Los trabajos basura, el crecimiento económico, regalar plata y sus amantes | Revista Crisis
utopía para realistas / rutger bregman / ocio para todos
Los trabajos basura, el crecimiento económico, regalar plata y sus amantes
Ilustraciones: Lautaro Fiszman
15 de Marzo de 2018
crisis #31

El autor

 Rutger Bregman nació en la periferia holandesa en 1988, lo que significa que aún no cumplió los treinta años. Si bien en la solapa de Utopía para realistas dice que “es uno de los pensadores europeos más destacados”, su libro parece escrito por un periodista que establece una relación vital con un oficio vetusto.

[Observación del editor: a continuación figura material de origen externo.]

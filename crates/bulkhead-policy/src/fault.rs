//! Fault taxonomy routed through containment.
//!
//! Nine kinds cover the framework taxonomy the interaction port maps to
//! suggested actions. Anything outside the taxonomy is normalized to
//! [`Fault::Unknown`] before classification, so the decision path never
//! sees an unrecognized error value.

use serde::{Deserialize, Serialize};

use crate::category::ContainmentCategory;

/// A recognized fault routed through the containment engine.
#[derive(Debug, Clone, PartialEq, Eq, Hash, thiserror::Error, Serialize, Deserialize)]
#[serde(tag = "kind", content = "message", rename_all = "snake_case")]
pub enum Fault {
    /// Internal framework or context failure.
    #[error("context fault: {0}")]
    Context(String),
    /// Client-level failure local to one client instance.
    #[error("client fault: {0}")]
    Client(String),
    /// Navigation or routing failure.
    #[error("navigation fault: {0}")]
    Navigation(String),
    /// Persistence-layer failure.
    #[error("persistence fault: {0}")]
    Persistence(String),
    /// Input or state validation failure.
    #[error("validation fault: {0}")]
    Validation(String),
    /// Capability or permission failure.
    #[error("capability fault: {0}")]
    Capability(String),
    /// Device or infrastructure failure.
    #[error("device fault: {0}")]
    Device(String),
    /// Network or connectivity failure.
    #[error("network fault: {0}")]
    Network(String),
    /// Unrecognized failure normalized into the taxonomy.
    #[error("unknown fault: {0}")]
    Unknown(String),
}

impl Fault {
    /// Normalize an arbitrary error into the fault taxonomy.
    ///
    /// A `Fault` travels through unchanged; any other error value becomes
    /// [`Fault::Unknown`] carrying the error's display text.
    #[must_use]
    pub fn from_error(error: &(dyn std::error::Error + 'static)) -> Self {
        match error.downcast_ref::<Self>() {
            Some(fault) => fault.clone(),
            None => Self::Unknown(error.to_string()),
        }
    }

    /// The containment category this fault classifies into.
    ///
    /// Total and pure: every kind maps to exactly one category.
    #[inline]
    #[must_use]
    pub const fn category(&self) -> ContainmentCategory {
        match self {
            Self::Network(_) => ContainmentCategory::Network,
            Self::Validation(_) => ContainmentCategory::Validation,
            Self::Capability(_) => ContainmentCategory::Authorization,
            Self::Persistence(_) => ContainmentCategory::DataIntegrity,
            Self::Context(_) | Self::Device(_) => ContainmentCategory::System,
            Self::Client(_) | Self::Navigation(_) | Self::Unknown(_) => {
                ContainmentCategory::Unknown
            }
        }
    }

    /// Kind name used in serialized form, log fields, and metrics labels.
    #[inline]
    #[must_use]
    pub const fn kind(&self) -> &'static str {
        match self {
            Self::Context(_) => "context",
            Self::Client(_) => "client",
            Self::Navigation(_) => "navigation",
            Self::Persistence(_) => "persistence",
            Self::Validation(_) => "validation",
            Self::Capability(_) => "capability",
            Self::Device(_) => "device",
            Self::Network(_) => "network",
            Self::Unknown(_) => "unknown",
        }
    }

    /// The message carried by the fault.
    #[inline]
    #[must_use]
    pub fn message(&self) -> &str {
        match self {
            Self::Context(m)
            | Self::Client(m)
            | Self::Navigation(m)
            | Self::Persistence(m)
            | Self::Validation(m)
            | Self::Capability(m)
            | Self::Device(m)
            | Self::Network(m)
            | Self::Unknown(m) => m,
        }
    }
}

Esto significa que Bregman es un investigador y un activista que, en lugar de prescindir de la ideología, profundiza las discusiones espinosas para un público lo más amplio posible, sin depender de los casi siempre corruptos y tristes partidos políticos, ni de empresas mediáticas que lucran con millonaria pauta pública a cambio de protección a funcionarios, o con magra pauta privada gracias a acuerdos espurios con corporaciones, y mucho menos del sistema financiero internacional, contra el que Bregman argumenta en su opus. Sin la frivolidad de Vice ni la solemnidad de Hugo Alconada Mon, el modelo de periodista que propone Bregman merece atención ya que combina rigurosidad con autonomía, modernidad con profundidad. De hecho, en la página final del libro puede leerse una nota sobre el periódico The Correspondent, donde Bregman fue publicando su obra, que se solventa con “la contribución anual de sesenta euros de sus más de 50 mil socios”. Además, Bregman colaboró en muchos otros diarios prestigiosos, siempre con la misma idea, aunque adecuando y modificando sus perspectivas y preguntas sobre el eje fundamental de su libro: ¿Porqué todavía no existe en el planeta Tierra la renta básica universal que termine de una vez con la pobreza, qué intentos hubo para implementarla y qué cambios socioculturales traería  aparejada una medida de ese calibre?

 

El gancho

Toda la propuesta de Utopía para realistas es especialmente recomendable para peronistas decepcionados, neoliberales con derechos humanos y sin demasiados intereses en la bolsa, izquierdistas llorosos que no entienden por qué en el peor momento de la derecha su caudal de votos se mantiene impertérrito con tendencia a la baja, anarquistas de barbería, progresistas aturdidos, keynesianos momificados y poco amigos de la autocrítica, intelectuales socialdemócratas con asiento en Barcelona... e incluso para expresidentes con malas campañas electorales. La cuestión de la renta universal irrestricta basada en un impuesto progresivo a la acaparación extraordinaria de riquezas y a la especulación financiera no tiene nada que ver con las políticas sociales asistencialistas ni con el socialismo lloroso de aspirantes a burócratas estatales, y Bregman la presenta de una forma franca y desprejuiciada, aclarando de entrada que no se propone trascender al capitalismo sino romper el vínculo entre vida y relación salarial que cada vez resulta más artificioso: “si hay algo que une a los comunistas de antaño con los capitalistas del presente es su obsesión patológica con el trabajo remunerado”.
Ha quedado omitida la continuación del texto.